Opinião

O turno da baixaria

Editorial do Estadão
Perguntas que não querem calar são aquelas que, por sua pertinência, clamam por uma resposta. As perguntas que a propaganda da candidata Marta Suplicy levou ao ar contra o seu adversário Gilberto Kassab - "É casado? Tem filhos?" - também não querem calar, mas por motivos que se diriam diametralmente opostos: a indignação que provocaram até mesmo no PT e a duvidosa distinção que acabaram adquirindo de representar o episódio singular mais notório desta temporada eleitoral, como exemplo acabado do baixo nível em que se degradou o segundo turno da disputa pelos governos de algumas das principais capitais brasileiras.
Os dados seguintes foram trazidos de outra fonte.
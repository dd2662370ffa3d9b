use std::fmt;
use std::panic::Location;
use std::process;

use log::{Level, Record};

use crate::Error;

/// Sink for unrecoverable errors.
///
/// Every failure the [`Poller`] can't recover from is passed to
/// [`Diagnostics::fatal`], which must not return. The default sink is
/// [`LogDiagnostics`], tests can substitute their own sink to capture the
/// error instead of terminating the process.
///
/// [`Poller`]: crate::Poller
pub trait Diagnostics: fmt::Debug {
    /// Report `err`, which occurred at `location`, and diverge.
    fn fatal(&self, location: &'static Location<'static>, err: &Error) -> !;
}

/// What [`LogDiagnostics`] does after logging a fatal error.
#[derive(Copy, Clone, Debug, Eq, PartialEq)]
pub enum FatalPolicy {
    /// Abort the process.
    Abort,
    /// Panic with the error message.
    Panic,
}

impl Default for FatalPolicy {
    fn default() -> FatalPolicy {
        FatalPolicy::Abort
    }
}

/// [`Diagnostics`] implementation using the [`log`] crate.
///
/// The error is logged at error level, with the file and line of where it
/// occurred, after which the [`FatalPolicy`] is applied.
///
/// [`log`]: https://docs.rs/log
#[derive(Debug, Default)]
pub struct LogDiagnostics {
    policy: FatalPolicy,
}

impl LogDiagnostics {
    /// Create a new sink with the provided `policy`.
    pub const fn new(policy: FatalPolicy) -> LogDiagnostics {
        LogDiagnostics { policy }
    }

    /// Returns the policy applied after logging.
    pub fn policy(&self) -> FatalPolicy {
        self.policy
    }
}

impl Diagnostics for LogDiagnostics {
    fn fatal(&self, location: &'static Location<'static>, err: &Error) -> ! {
        log::logger().log(&Record::builder()
            .args(format_args!("{}", err))
            .level(Level::Error)
            .target(module_path!())
            .file(Some(location.file()))
            .line(Some(location.line()))
            .build());

        match self.policy {
            FatalPolicy::Abort => {
                log::logger().flush();
                process::abort()
            },
            FatalPolicy::Panic => panic!("fatal error at {}: {}", location, err),
        }
    }
}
No curso de uma campanha eleitoral, nem sempre é fácil traçar as fronteiras entre a contundência das acusações plausíveis (embora não necessariamente verdadeiras) que os candidatos se fazem uns aos outros e as tentativas de desmoralização pessoal a que recorrem para desacreditar os oponentes - desacreditando com isso, pela enésima vez, a própria atividade política aos olhos da opinião pública. Mas é como disse certa vez o juiz Potter Stewart, da Suprema Corte dos Estados Unidos, sobre a obscenidade: "Eu não sei defini-la, mas sei o que é quando a vejo." E muito do que se tem visto ultimamente não deixa dúvidas sobre as ações politicamente obscenas a que se entregam com desenvoltura, quando não com naturalidade, diversos candidatos de diferentes partidos.

A justificativa para a apelação é a mesma em todos os casos: o eleitor tem o direito de conhecer "a verdade" sobre quem lhe pede o voto. Foi o que a ex-prefeita Marta alegou e tornou a alegar para justificar, afinal em vão, as torpes insinuações de sua propaganda sobre o estado civil de Kassab. E essa suposta verdade, mandam os manuais do vale-tudo, deve abranger não apenas uma seleta da trajetória de cada qual, as passagens de seu currículo de que, em retrospecto, ele não teria motivos para se orgulhar, os pontos vulneráveis de seu desempenho na esfera pública. Mas também aquelas suas idéias, crenças, atitudes e condutas que dizem respeito à vida privada do candidato - e, sobretudo, são manifestamente irrelevantes para o que dele se possa esperar no exercício de um mandato executivo.